Report from RNZ
Broken pipes and faecal contamination are continuing to pollute Titahi Bay.
Sampling from 19 May in a culvert at the bay’s south entrance found the measure of E coli was 300 times the level considered safe to swim.
Wellington Water spokesman Alex van Paassen said this was because of two faults with private connections where sewage pipes were flowing into the stormwater network. He said one involved a 9m-long collapsed section of a pipe that would take some time to fix.
In a notice sent to the mayor last week, Wellington Water advised that signs warning people not to swim should remain at the bay “as there is a risk that an incoming tide could bring the culvert contamination back onto the beach”.
Porirua mayor Anita Baker said the bay would remain closed for swimming until contamination levels came down. She said she had seen people paddle boarding and body boarding in the bay and warned them to stay out.

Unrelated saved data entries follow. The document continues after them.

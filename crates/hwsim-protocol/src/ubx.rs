//! u-blox UBX Binary Protocol Implementation
//!
//! UBX frames carry a class/id pair, a little-endian length and a payload,
//! protected by an 8-bit Fletcher checksum.
//!
//! # Format
//! ```text
//! B5 62 <class> <id> <len_lo> <len_hi> <payload...> <ck_a> <ck_b>
//! ```
//!
//! The checksum covers everything between the sync bytes and the checksum
//! itself: class, id, both length bytes and the payload.

use crate::error::ParseError;
use crate::{EncodeFrame, ProtocolCodec};

/// First sync byte (`µ`)
pub const SYNC_1: u8 = 0xB5;
/// Second sync byte (`b`)
pub const SYNC_2: u8 = 0x62;

/// Sync + class + id + length
pub const HEADER_LEN: usize = 6;
/// Trailing checksum pair
pub const CHECKSUM_LEN: usize = 2;

/// Largest payload the codec will wait for before resyncing
const MAX_PAYLOAD_LEN: usize = 1024;

/// Largest payload the 16-bit length field can describe
pub const MAX_FRAME_PAYLOAD: usize = u16::MAX as usize;

/// Message classes
pub mod class {
    pub const NAV: u8 = 0x01;
    pub const ACK: u8 = 0x05;
    pub const CFG: u8 = 0x06;
    pub const MON: u8 = 0x0A;
}

/// Message ids, scoped by class
pub mod id {
    pub const NAV_POSLLH: u8 = 0x02;
    pub const NAV_STATUS: u8 = 0x03;
    pub const ACK_NAK: u8 = 0x00;
    pub const ACK_ACK: u8 = 0x01;
    pub const MON_VER: u8 = 0x04;
    pub const CFG_VALSET: u8 = 0x8A;
}

/// Configuration key ids set by the host during bring-up
pub mod keys {
    pub const CFG_USBOUTPROT_UBX: u32 = 0x1078_0001;
    pub const CFG_USBOUTPROT_NMEA: u32 = 0x1078_0002;
    pub const CFG_NAVSPG_FIXMODE: u32 = 0x2011_0011;
    pub const CFG_NAVSPG_DYNMODEL: u32 = 0x2011_0021;
    pub const CFG_MSGOUT_UBX_NAV_POSLLH_USB: u32 = 0x2091_002C;
    pub const CFG_MSGOUT_UBX_NAV_STATUS_USB: u32 = 0x2091_001D;
    pub const CFG_RATE_MEAS: u32 = 0x3021_0001;
    pub const CFG_RATE_NAV: u32 = 0x3021_0002;
}

/// Header that identifies a CFG-VALSET request
pub const CFG_VALSET_HEADER: [u8; 4] = [SYNC_1, SYNC_2, class::CFG, id::CFG_VALSET];

/// Returns true if `data` starts with a CFG-VALSET header
///
/// Only the first four bytes are inspected; the rest of the frame is not
/// validated.
pub fn is_cfg_valset(data: &[u8]) -> bool {
    data.starts_with(&CFG_VALSET_HEADER)
}

/// 8-bit Fletcher checksum over `data`
pub fn fletcher8(data: &[u8]) -> (u8, u8) {
    data.iter().fold((0u8, 0u8), |(ck_a, ck_b), &byte| {
        let ck_a = ck_a.wrapping_add(byte);
        (ck_a, ck_b.wrapping_add(ck_a))
    })
}

/// Little-endian length field for a payload of `len` bytes
///
/// # Panics
///
/// If `len` exceeds [`MAX_FRAME_PAYLOAD`].
fn length_field(len: usize) -> [u8; 2] {
    match u16::try_from(len) {
        Ok(len) => len.to_le_bytes(),
        Err(_) => panic!("UBX payload of {len} bytes exceeds the 16-bit length field"),
    }
}

/// Checksum of a frame with the given class, id and payload
///
/// # Panics
///
/// If `payload` is longer than [`MAX_FRAME_PAYLOAD`].
pub fn checksum(class: u8, id: u8, payload: &[u8]) -> (u8, u8) {
    let len = length_field(payload.len());
    let (mut ck_a, mut ck_b) = fletcher8(&[class, id, len[0], len[1]]);
    for &byte in payload {
        ck_a = ck_a.wrapping_add(byte);
        ck_b = ck_b.wrapping_add(ck_a);
    }
    (ck_a, ck_b)
}

/// A UBX frame
///
/// The payload must not exceed [`MAX_FRAME_PAYLOAD`] bytes; encoding or
/// checksumming a larger frame panics.
#[derive(Debug, Clone, PartialEq, Eq)]
pub struct UbxFrame {
    pub class: u8,
    pub id: u8,
    pub payload: Vec<u8>,
}

impl UbxFrame {
    /// Create a frame from its parts
    pub fn new(class: u8, id: u8, payload: Vec<u8>) -> Self {
        Self { class, id, payload }
    }

    /// Checksum pair for this frame
    pub fn checksum(&self) -> (u8, u8) {
        checksum(self.class, self.id, &self.payload)
    }

    /// Encoded length including sync, header and checksum
    pub fn encoded_len(&self) -> usize {
        HEADER_LEN + self.payload.len() + CHECKSUM_LEN
    }

    /// Parse one complete frame, verifying sync bytes, length and checksum
    pub fn parse(frame: &[u8]) -> Result<Self, ParseError> {
        if frame.len() < HEADER_LEN + CHECKSUM_LEN {
            return Err(ParseError::Incomplete {
                needed: HEADER_LEN + CHECKSUM_LEN - frame.len(),
            });
        }

        if frame[0] != SYNC_1 || frame[1] != SYNC_2 {
            return Err(ParseError::InvalidFrame("missing sync bytes".into()));
        }

        let payload_len = u16::from_le_bytes([frame[4], frame[5]]) as usize;
        let total = HEADER_LEN + payload_len + CHECKSUM_LEN;
        if frame.len() < total {
            return Err(ParseError::Incomplete {
                needed: total - frame.len(),
            });
        }

        let parsed = Self::new(
            frame[2],
            frame[3],
            frame[HEADER_LEN..HEADER_LEN + payload_len].to_vec(),
        );
        let expected = parsed.checksum();
        let actual = (frame[total - 2], frame[total - 1]);
        if expected != actual {
            return Err(ParseError::ChecksumMismatch { expected, actual });
        }

        Ok(parsed)
    }
}

impl EncodeFrame for UbxFrame {
    fn encode(&self) -> Vec<u8> {
        let len = length_field(self.payload.len());
        let mut frame = Vec::with_capacity(self.encoded_len());
        frame.extend_from_slice(&[SYNC_1, SYNC_2, self.class, self.id, len[0], len[1]]);
        frame.extend_from_slice(&self.payload);

        let (ck_a, ck_b) = self.checksum();
        frame.push(ck_a);
        frame.push(ck_b);
        frame
    }
}

/// ACK-ACK acknowledging the message `class`/`id`
pub fn ack_ack(acked_class: u8, acked_id: u8) -> UbxFrame {
    UbxFrame::new(class::ACK, id::ACK_ACK, vec![acked_class, acked_id])
}

/// NAV-POSLLH geodetic position solution
///
/// Seven little-endian 4-byte fields, 28 bytes on the wire.
#[derive(Debug, Clone, Copy, PartialEq, Eq)]
#[cfg_attr(feature = "serde", derive(serde::Serialize, serde::Deserialize))]
pub struct NavPosllh {
    /// GPS time of week (ms)
    pub itow: u32,
    /// Longitude (1e-7 deg)
    pub lon: i32,
    /// Latitude (1e-7 deg)
    pub lat: i32,
    /// Height above ellipsoid (mm)
    pub height: i32,
    /// Height above mean sea level (mm)
    pub h_msl: i32,
    /// Horizontal accuracy estimate (mm)
    pub h_acc: u32,
    /// Vertical accuracy estimate (mm)
    pub v_acc: u32,
}

impl NavPosllh {
    /// Payload length on the wire
    pub const PAYLOAD_LEN: usize = 28;

    /// The fixed solution reported by the simulator: fields hold 0 through 6
    pub const fn canned() -> Self {
        Self {
            itow: 0,
            lon: 1,
            lat: 2,
            height: 3,
            h_msl: 4,
            h_acc: 5,
            v_acc: 6,
        }
    }

    /// Serialize the payload
    pub fn to_payload(&self) -> Vec<u8> {
        let mut payload = Vec::with_capacity(Self::PAYLOAD_LEN);
        payload.extend_from_slice(&self.itow.to_le_bytes());
        payload.extend_from_slice(&self.lon.to_le_bytes());
        payload.extend_from_slice(&self.lat.to_le_bytes());
        payload.extend_from_slice(&self.height.to_le_bytes());
        payload.extend_from_slice(&self.h_msl.to_le_bytes());
        payload.extend_from_slice(&self.h_acc.to_le_bytes());
        payload.extend_from_slice(&self.v_acc.to_le_bytes());
        payload
    }

    /// Deserialize the payload
    pub fn from_payload(payload: &[u8]) -> Result<Self, ParseError> {
        if payload.len() < Self::PAYLOAD_LEN {
            return Err(ParseError::Incomplete {
                needed: Self::PAYLOAD_LEN - payload.len(),
            });
        }

        let word = |i: usize| {
            let start = i * 4;
            [
                payload[start],
                payload[start + 1],
                payload[start + 2],
                payload[start + 3],
            ]
        };

        Ok(Self {
            itow: u32::from_le_bytes(word(0)),
            lon: i32::from_le_bytes(word(1)),
            lat: i32::from_le_bytes(word(2)),
            height: i32::from_le_bytes(word(3)),
            h_msl: i32::from_le_bytes(word(4)),
            h_acc: u32::from_le_bytes(word(5)),
            v_acc: u32::from_le_bytes(word(6)),
        })
    }

    /// Wrap the payload in a NAV-POSLLH frame
    pub fn to_frame(&self) -> UbxFrame {
        UbxFrame::new(class::NAV, id::NAV_POSLLH, self.to_payload())
    }
}

/// One key/value item of a CFG-VALSET request
#[derive(Debug, Clone, Copy, PartialEq, Eq)]
#[cfg_attr(feature = "serde", derive(serde::Serialize, serde::Deserialize))]
pub struct CfgItem {
    pub key: u32,
    pub value: u64,
}

/// Size in bytes of the value stored under `key`
///
/// Bits 28..30 of the key id encode the storage size.
pub fn cfg_value_len(key: u32) -> Result<usize, ParseError> {
    match (key >> 28) & 0x07 {
        // One bit, stored in a full byte
        0x01 => Ok(1),
        0x02 => Ok(1),
        0x03 => Ok(2),
        0x04 => Ok(4),
        0x05 => Ok(8),
        _ => Err(ParseError::InvalidConfigKey(key)),
    }
}

/// CFG-VALSET request payload
#[derive(Debug, Clone, PartialEq, Eq)]
#[cfg_attr(feature = "serde", derive(serde::Serialize, serde::Deserialize))]
pub struct CfgValset {
    /// Message version
    pub version: u8,
    /// Bit mask of configuration layers to apply to (bit 0 = RAM)
    pub layers: u8,
    /// Key/value pairs, in wire order
    pub items: Vec<CfgItem>,
}

impl CfgValset {
    /// Version and layer mask (1) followed by two reserved bytes
    const PREFIX_LEN: usize = 4;

    /// Layer mask bit for the volatile RAM layer
    pub const LAYER_RAM: u8 = 0x01;

    /// Create an empty request for the RAM layer
    pub fn ram() -> Self {
        Self {
            version: 0,
            layers: Self::LAYER_RAM,
            items: Vec::new(),
        }
    }

    /// Append a key/value item
    pub fn with(mut self, key: u32, value: u64) -> Self {
        self.items.push(CfgItem { key, value });
        self
    }

    /// Decode a CFG-VALSET payload
    pub fn from_payload(payload: &[u8]) -> Result<Self, ParseError> {
        if payload.len() < Self::PREFIX_LEN {
            return Err(ParseError::Incomplete {
                needed: Self::PREFIX_LEN - payload.len(),
            });
        }

        let mut items = Vec::new();
        let mut rest = &payload[Self::PREFIX_LEN..];
        while !rest.is_empty() {
            if rest.len() < 4 {
                return Err(ParseError::Incomplete {
                    needed: 4 - rest.len(),
                });
            }
            let key = u32::from_le_bytes([rest[0], rest[1], rest[2], rest[3]]);
            let value_len = cfg_value_len(key)?;
            rest = &rest[4..];
            if rest.len() < value_len {
                return Err(ParseError::Incomplete {
                    needed: value_len - rest.len(),
                });
            }

            let mut raw = [0u8; 8];
            raw[..value_len].copy_from_slice(&rest[..value_len]);
            items.push(CfgItem {
                key,
                value: u64::from_le_bytes(raw),
            });
            rest = &rest[value_len..];
        }

        Ok(Self {
            version: payload[0],
            layers: payload[1],
            items,
        })
    }

    /// Serialize the payload
    ///
    /// Fails if an item's key has no defined value width or the items do not
    /// fit in one frame.
    pub fn to_payload(&self) -> Result<Vec<u8>, ParseError> {
        let mut payload = vec![self.version, self.layers, 0, 0];
        for item in &self.items {
            let value_len = cfg_value_len(item.key)?;
            payload.extend_from_slice(&item.key.to_le_bytes());
            payload.extend_from_slice(&item.value.to_le_bytes()[..value_len]);
        }

        if payload.len() > MAX_FRAME_PAYLOAD {
            return Err(ParseError::InvalidFrame(format!(
                "VALSET payload of {} bytes exceeds {}",
                payload.len(),
                MAX_FRAME_PAYLOAD
            )));
        }
        Ok(payload)
    }

    /// Wrap the payload in a CFG-VALSET frame
    pub fn to_frame(&self) -> Result<UbxFrame, ParseError> {
        Ok(UbxFrame::new(class::CFG, id::CFG_VALSET, self.to_payload()?))
    }
}

/// Streaming UBX codec
///
/// Skips bytes until a sync pair, waits for the full frame announced by the
/// length field, and drops frames whose checksum does not verify.
pub struct UbxCodec {
    buffer: Vec<u8>,
}

impl UbxCodec {
    /// Create a new UBX codec
    pub fn new() -> Self {
        Self {
            buffer: Vec::with_capacity(256),
        }
    }

    /// Find the start of a frame (B5 62 sequence)
    fn find_sync(&self) -> Option<usize> {
        self.buffer
            .windows(2)
            .position(|w| w[0] == SYNC_1 && w[1] == SYNC_2)
    }
}

impl Default for UbxCodec {
    fn default() -> Self {
        Self::new()
    }
}

impl ProtocolCodec for UbxCodec {
    type Frame = UbxFrame;

    fn push_bytes(&mut self, data: &[u8]) {
        self.buffer.extend_from_slice(data);

        // Prevent buffer overflow
        let max = HEADER_LEN + MAX_PAYLOAD_LEN + CHECKSUM_LEN;
        if self.buffer.len() > max * 4 {
            let start = self.buffer.len() - max;
            self.buffer.drain(..start);
        }
    }

    fn next_frame(&mut self) -> Option<Self::Frame> {
        loop {
            let Some(sync_pos) = self.find_sync() else {
                // Keep a trailing first sync byte, its partner may be next
                let keep = usize::from(self.buffer.last() == Some(&SYNC_1));
                let drop = self.buffer.len() - keep;
                self.buffer.drain(..drop);
                return None;
            };

            // Discard noise before the sync pair
            if sync_pos > 0 {
                self.buffer.drain(..sync_pos);
            }

            if self.buffer.len() < HEADER_LEN {
                return None;
            }

            let payload_len = u16::from_le_bytes([self.buffer[4], self.buffer[5]]) as usize;
            if payload_len > MAX_PAYLOAD_LEN {
                tracing::warn!("UBX frame length {} too large, resyncing", payload_len);
                self.buffer.drain(..2);
                continue;
            }

            let total = HEADER_LEN + payload_len + CHECKSUM_LEN;
            if self.buffer.len() < total {
                return None;
            }

            match UbxFrame::parse(&self.buffer[..total]) {
                Ok(frame) => {
                    self.buffer.drain(..total);
                    return Some(frame);
                }
                Err(e) => {
                    tracing::warn!("Failed to parse UBX frame: {}", e);
                    // The sync pair may have been payload noise; resync past it
                    self.buffer.drain(..2);
                }
            }
        }
    }

    fn clear(&mut self) {
        self.buffer.clear();
    }
}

“We need to keep it shut until they fix those pipes. From my point of view I do not want anyone swimming in there while there is E coli because that is dangerous. We need to be fixing them as fast as we can, but as in Wellington, it’s having the capacity to actually do it.”
In its notice to the mayor, Wellington Water also admitted contractors had mistakenly removed the beach warning signs on 26 May. The signs were there because of the high readings on 19 May, not because of the legal wastewater discharge and should have remained on display, the notice said.
“The error was corrected the next morning and the signs reinstated. We apologise for any confusion caused,” the notice read.
Baker said this is not acceptable. “So you had the treatment plant people not speaking to the people doing the other leaks and that’s where the signs got changed. Those sort of things I don’t want happening.”
Last week, heavy rain meant 246,000 litres of partly-treated wastewater was released into the Porirua Harbour. This was a legal discharge and less than a quarter of the volume that would trigger extra sampling.
Baker said she still wanted to know about these discharges, and felt the public should too.
“When we do those discharges, we should tell people. Yes you can do it, but say ‘we’ve just done it’ because otherwise people think we have a leak [in the treatment plant].”